温泉チーズまろやか モールウォッシュ食べごろ
【音更】町十勝川温泉に2月に完成した国内初のチーズの共同熟成庫で、「十勝ラクレットチーズモールウォッシュ」が食べごろを迎えている。モール温泉水で磨いたチーズは、約3カ月間の熟成期間を経て見た目も味も仕上がった。管内外の観光施設や飲食店などに出荷されている。
共同熟成庫は、管内のチーズ工房でつくる十勝品質事業協同組合(佐藤聡代表)が建設。広さ30平方メートルの熟成庫が3室あり、年間の製造能力は2万玉(1玉4キロ)。
5工房が2月下旬から、1次加工後の凝乳を運び込んで熟成させている。現在は約800玉が入り、一部が出荷時期を迎えた。
ラクレットチーズはセミハードタイプのナチュラルチーズで、熱して軟らかくし、ジャガイモやパンに付けて食べる。十勝は製造が盛んで、各工房が連携して十勝産チーズの発信力を高めようと、日本初の共同熟成、販売に取り組みだした。
モールウォッシュは、熟成過程で表皮を十勝川温泉のモール(亜炭)温泉水で磨く製法。温泉水の成分がチーズの発酵を助け、雑味のないまろやかな味に仕上がるという。

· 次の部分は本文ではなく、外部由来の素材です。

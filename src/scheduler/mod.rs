//! Parallel GC machinery: shared work queues, remembered-set claiming, termination detection,
//! and the worker body.

pub mod termination;
pub mod work_queues;
pub(crate) mod worker;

管内ではガーデンスパ十勝川温泉(音更)やトテッポ工房(帯広)で150グラム単位で小売りしている他、管外の飲食店やホテルなどに出荷している。同組合の下里洋司事務局長は「共同熟成庫で一から熟成させたチーズが食べごろになった。地元をはじめ全国に十勝のラクレットを出していきたい」と話していた。(安田義教)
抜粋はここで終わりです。